I think women feel they need a prerequisite to have a baby–a good job, a house and a husband. I’m not saying those aren’t great things to have, but for many women the fear of having a baby on their own is that we don’t have all the qualifications. I’m here to tell you that having the courage to be a mother is enough.
Each day I wake up, Paxton is more developed. He’s literally growing and changing before my eyes and I just want to stop time so he will stay new forever. The thing about motherhood is, you start to put your child’s needs above your own.
We celebrate Mother’s Day because motherhood is the pinnacle of sacrifice. I feel like I have aged ten years in the last month and become, I guess, Paxton’s mom. I can’t say that I’m not bothered by the unpleasant side effects of motherhood but he’s worth it.
Me Became We
I used to be carefree and independent. Now I get anxiety when I’m away from my baby for more than a few hours. Maybe I was naive to think that my life was about me because now it is all about us. I can’t imagine my life without him anymore.
What I thought was a “mistake” became a miracle and the biggest blessing. I feel more love and purpose now than I have in my entire existence. I created a human being that needs and counts on me to take care of their every need. That’s why we are here isn’t it?
The biggest lesson in my life has evolved to bring me the most joy I could ever experience. He makes me want to be a better person. The job of mother is a thankless and tiring one, but it is also the most rewarding.
I hate to sound cliche and somedays I just need five minutes to myself, but every time I look into his eyes, I’m so happy that I did what I did. Some people didn’t understand why I would choose to do this alone.
Now here we are and I’ve never been so happy in my life.
The Next Generation
I know having a baby can’t take away the hurt I felt when I lost my father six years ago, but every time I look at his face, I see a resemblance of my dad. My son is the legacy that my father left behind and the next generation in our family. I am proud that his spirit will live on through my son.
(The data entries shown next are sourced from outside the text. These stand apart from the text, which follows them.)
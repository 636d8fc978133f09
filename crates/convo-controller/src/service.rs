//! RPC-facing facade over the registrar and the state store.
//!
//! Validates request shape, applies the caller's deadline, and maps
//! registrar results onto the three RPC results. Holds no state of its own.

use crate::errors::ConvoError;
use crate::models::{
    Ack, BatchGetStateRequest, BatchGetStateResponse, JoinRequest, JoinResponse, LeaveRequest,
    MediaEventRequest, Validate, API_VERSION,
};
use crate::observability::metrics;
use crate::registrar::ConferenceRegistrar;
use crate::store::ConvoStateStore;
use common::types::ParticipantId;
use std::sync::Arc;
use std::time::Duration;
use tokio::time::Instant;
use tracing::{debug, error, instrument, warn};

pub struct ControlPlaneService {
    store: Arc<ConvoStateStore>,
    registrar: Arc<ConferenceRegistrar>,
    request_timeout: Duration,
}

impl ControlPlaneService {
    /// `request_timeout` caps every call, including caller-supplied deadlines.
    #[must_use]
    pub fn new(
        store: Arc<ConvoStateStore>,
        registrar: Arc<ConferenceRegistrar>,
        request_timeout: Duration,
    ) -> Self {
        Self {
            store,
            registrar,
            request_timeout,
        }
    }

    /// Read the state of 1 to 20 conversations.
    ///
    /// # Errors
    ///
    /// Returns `Validation` for a bad version or batch size.
    #[instrument(skip_all, name = "convo.service.batch_get", fields(count = request.conversation_ids.len()))]
    pub async fn batched_get_convo_state(
        &self,
        request: &BatchGetStateRequest,
    ) -> Result<BatchGetStateResponse, ConvoError> {
        request.validate()?;
        metrics::record_batch_get();

        let states = self.store.batch_get(&request.conversation_ids).await;
        Ok(BatchGetStateResponse {
            version: API_VERSION,
            states,
        })
    }

    /// Join the caller to a conversation's conference.
    ///
    /// The join runs on its own task: if the caller goes away or the
    /// deadline passes, the join still finishes or rolls back on its own.
    ///
    /// # Errors
    ///
    /// `Validation`, `DeadlineExceeded`, `Internal` if the timeout cannot be
    /// turned into a deadline, or any error from [`ConferenceRegistrar::join`].
    #[instrument(skip_all, name = "convo.service.join", fields(conversation_id = %request.conversation_id))]
    pub async fn join_convo_conference(
        &self,
        caller: &ParticipantId,
        request: JoinRequest,
        requested_timeout: Option<Duration>,
    ) -> Result<JoinResponse, ConvoError> {
        request.validate()?;

        let timeout = self.effective_timeout(requested_timeout);
        let Some(deadline) = Instant::now().checked_add(timeout) else {
            error!(target: "convo.service", timeout_secs = timeout.as_secs(), "Request timeout out of range");
            return Err(ConvoError::Internal);
        };
        let registrar = Arc::clone(&self.registrar);
        let caller = caller.clone();
        let conversation_id = request.conversation_id;

        let join = tokio::spawn(async move {
            registrar
                .join(&conversation_id, &caller, Some(deadline))
                .await
        });

        match tokio::time::timeout_at(deadline, join).await {
            Ok(Ok(result)) => result.map(|outcome| JoinResponse {
                version: API_VERSION,
                outcome,
            }),
            Ok(Err(e)) => {
                error!(target: "convo.service", error = %e, "Join task failed");
                Err(ConvoError::Internal)
            }
            Err(_) => {
                warn!(target: "convo.service", "Join deadline exceeded, join continues in background");
                Err(ConvoError::DeadlineExceeded)
            }
        }
    }

    /// Best-effort leave. Always acknowledges, whatever happened.
    #[instrument(skip_all, name = "convo.service.leave")]
    pub async fn on_leave_convo_conference(
        &self,
        caller: &ParticipantId,
        request: &LeaveRequest,
    ) -> Ack {
        if let Err(e) = request.validate() {
            debug!(target: "convo.service", error = %e, "Ignoring malformed leave");
            metrics::record_leave("invalid_request");
            return Ack::default();
        }

        let outcome = self
            .registrar
            .leave(&request.conversation_id, caller, &request.token)
            .await;
        debug!(target: "convo.service", outcome = outcome.label(), "Leave processed");
        Ack::default()
    }

    /// Apply a media-server report.
    ///
    /// # Errors
    ///
    /// Returns `Validation` for a bad version or sequence. Stale and
    /// unknown events are acknowledged.
    #[instrument(skip_all, name = "convo.service.media_event", fields(conversation_id = %request.conversation_id))]
    pub async fn apply_media_server_event(
        &self,
        request: &MediaEventRequest,
    ) -> Result<Ack, ConvoError> {
        request.validate()?;
        self.registrar
            .apply_media_event(
                &request.conversation_id,
                &request.participant_id,
                request.kind,
                request.epoch,
                request.sequence,
            )
            .await;
        Ok(Ack::default())
    }

    fn effective_timeout(&self, requested: Option<Duration>) -> Duration {
        requested.map_or(self.request_timeout, |t| t.min(self.request_timeout))
    }
}
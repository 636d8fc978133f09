//! Health endpoints.
//!
//! - `GET /health` - Liveness probe (is the process running?)
//! - `GET /ready` - Readiness probe (can we serve traffic?)
//!
//! Readiness is set once the listener is bound and cleared as soon as a
//! shutdown signal arrives, before in-flight requests drain. Liveness is
//! cleared when a supervised background task panics.

use axum::{extract::State, http::StatusCode, routing::get, Router};
use std::sync::atomic::{AtomicBool, Ordering};
use std::sync::Arc;

/// Liveness and readiness flags.
#[derive(Debug)]
pub struct HealthState {
    live: AtomicBool,
    ready: AtomicBool,
}

impl Default for HealthState {
    fn default() -> Self {
        Self::new()
    }
}

impl HealthState {
    /// Create a new health state (live=true, ready=false).
    #[must_use]
    pub fn new() -> Self {
        Self {
            live: AtomicBool::new(true),
            ready: AtomicBool::new(false),
        }
    }

    pub fn set_ready(&self) {
        self.ready.store(true, Ordering::SeqCst);
    }

    pub fn set_not_ready(&self) {
        self.ready.store(false, Ordering::SeqCst);
    }

    /// Report the process as unhealthy. There is no way back.
    pub fn set_not_live(&self) {
        self.live.store(false, Ordering::SeqCst);
    }

    #[must_use]
    pub fn is_live(&self) -> bool {
        self.live.load(Ordering::SeqCst)
    }

    #[must_use]
    pub fn is_ready(&self) -> bool {
        self.ready.load(Ordering::SeqCst)
    }
}

/// Router with `/health` and `/ready`.
pub fn health_router(health_state: Arc<HealthState>) -> Router {
    Router::new()
        .route("/health", get(liveness_handler))
        .route("/ready", get(readiness_handler))
        .with_state(health_state)
}

async fn liveness_handler(State(state): State<Arc<HealthState>>) -> StatusCode {
    if state.is_live() {
        StatusCode::OK
    } else {
        StatusCode::SERVICE_UNAVAILABLE
    }
}

async fn readiness_handler(State(state): State<Arc<HealthState>>) -> StatusCode {
    if state.is_ready() {
        StatusCode::OK
    } else {
        StatusCode::SERVICE_UNAVAILABLE
    }
}
//! Common utilities and types shared across the conference control plane crates.

#![warn(clippy::pedantic)]

/// Module for conversation and participant identifier value objects
pub mod types;

/// Module for secret types that prevent accidental logging
pub mod secret;
//! Join/leave state machine for conversation conferences.
//!
//! Per `(conversation, participant)`:
//!
//! ```text
//! ABSENT --join--> CONNECTING --media CONNECTED--> CONNECTED
//!    ^                 |                               |
//!    +--leave / media DISCONNECTED / failed join ------+
//! ```
//!
//! Every transition advances the participant's sequence. Tokens and media
//! reservations carry the sequence and the conference epoch; a leave or media
//! event from another epoch, or older than the last issued token, is ignored.
//!
//! Join is fetch-then-commit: the participant is reserved as CONNECTING
//! under the conversation lock, the media server is called with no lock
//! held, and the result is either committed or rolled back under the lock
//! again. A failed join never leaves a CONNECTING entry behind.

use crate::collaborators::{
    ConnectionInfo, MediaServerClient, MembershipPolicy, NotificationPublisher,
};
use crate::errors::ConvoError;
use crate::observability::metrics;
use crate::store::{ConvoStateStore, ConvoVideoState, ParticipantState};
use crate::tokens::{ConnectionToken, TokenIssuer};
use common::types::{ConversationId, ParticipantId};
use serde::{Deserialize, Serialize};
use std::sync::Arc;
use std::time::Duration;
use tokio::time::Instant;
use tracing::{debug, info, instrument, warn};

/// Result of a join. Business outcomes are values, not errors.
#[derive(Debug, Clone, PartialEq, Eq, Serialize, Deserialize)]
#[serde(tag = "result", rename_all = "SCREAMING_SNAKE_CASE")]
pub enum JoinOutcome {
    /// The participant is in the conference.
    Ok {
        state: ConvoVideoState,
        connection_info: ConnectionInfo,
        token: ConnectionToken,
    },
    /// The conference is at capacity. Nothing changed.
    Full { state: ConvoVideoState },
    /// Membership policy denied the caller. Nothing changed.
    NotAllowed,
}

impl JoinOutcome {
    fn label(&self) -> &'static str {
        match self {
            JoinOutcome::Ok { .. } => "ok",
            JoinOutcome::Full { .. } => "full",
            JoinOutcome::NotAllowed => "not_allowed",
        }
    }
}

/// What a leave did. Never reported to the caller.
#[derive(Debug, Clone, Copy, PartialEq, Eq)]
pub enum LeaveOutcome {
    Applied,
    /// A newer join or a newer conference incarnation exists.
    Stale,
    /// The participant was not in the conference.
    Absent,
    /// The token did not verify.
    InvalidToken,
    /// The token was minted for a different conversation or participant.
    Mismatch,
}

impl LeaveOutcome {
    #[must_use]
    pub fn label(self) -> &'static str {
        match self {
            LeaveOutcome::Applied => "applied",
            LeaveOutcome::Stale => "stale",
            LeaveOutcome::Absent => "absent",
            LeaveOutcome::InvalidToken => "invalid_token",
            LeaveOutcome::Mismatch => "mismatch",
        }
    }
}

/// Out-of-band state change reported by the media server.
#[derive(Debug, Clone, Copy, PartialEq, Eq, Serialize, Deserialize)]
#[serde(rename_all = "SCREAMING_SNAKE_CASE")]
pub enum MediaEventKind {
    Connected,
    Disconnected,
}

impl MediaEventKind {
    fn label(self) -> &'static str {
        match self {
            MediaEventKind::Connected => "connected",
            MediaEventKind::Disconnected => "disconnected",
        }
    }
}

/// What a media-server event did.
#[derive(Debug, Clone, Copy, PartialEq, Eq)]
pub enum MediaEventOutcome {
    Applied,
    /// From another conference incarnation, or older than the last issued token.
    Stale,
    /// Newer than any sequence the registrar handed out.
    UnknownSequence,
    /// CONNECTED for a participant that is already connected.
    Duplicate,
    Absent,
}

impl MediaEventOutcome {
    #[must_use]
    pub fn label(self) -> &'static str {
        match self {
            MediaEventOutcome::Applied => "applied",
            MediaEventOutcome::Stale => "stale",
            MediaEventOutcome::UnknownSequence => "unknown_sequence",
            MediaEventOutcome::Duplicate => "duplicate",
            MediaEventOutcome::Absent => "absent",
        }
    }
}

enum Reservation {
    New { sequence: u64, epoch: u64 },
    Existing { sequence: u64, epoch: u64 },
    Full(ConvoVideoState),
}

/// Owns every mutation of conference state.
pub struct ConferenceRegistrar {
    store: Arc<ConvoStateStore>,
    tokens: Arc<TokenIssuer>,
    membership: Arc<dyn MembershipPolicy>,
    media: Arc<dyn MediaServerClient>,
    publisher: Arc<dyn NotificationPublisher>,
    media_reserve_timeout: Duration,
}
For the first time in six years, I have laughed and loved again with my whole heart because this tiny person has brought so much joy back into my world. I will celebrate Mother’s Day this year for the first time, but I am also celebrating being able to live and love again with my whole heart.
Beautiful blog. We’re all so happy for you Ruby. I’m so glad you decided to take this new direction in your life. Happy Mother’s Day to you and your mom
Well said Ruby 🙂 Things worked out this way because you were meant to be a mother. Your son has brought so much joy to your mother and she is one proud GRANNY….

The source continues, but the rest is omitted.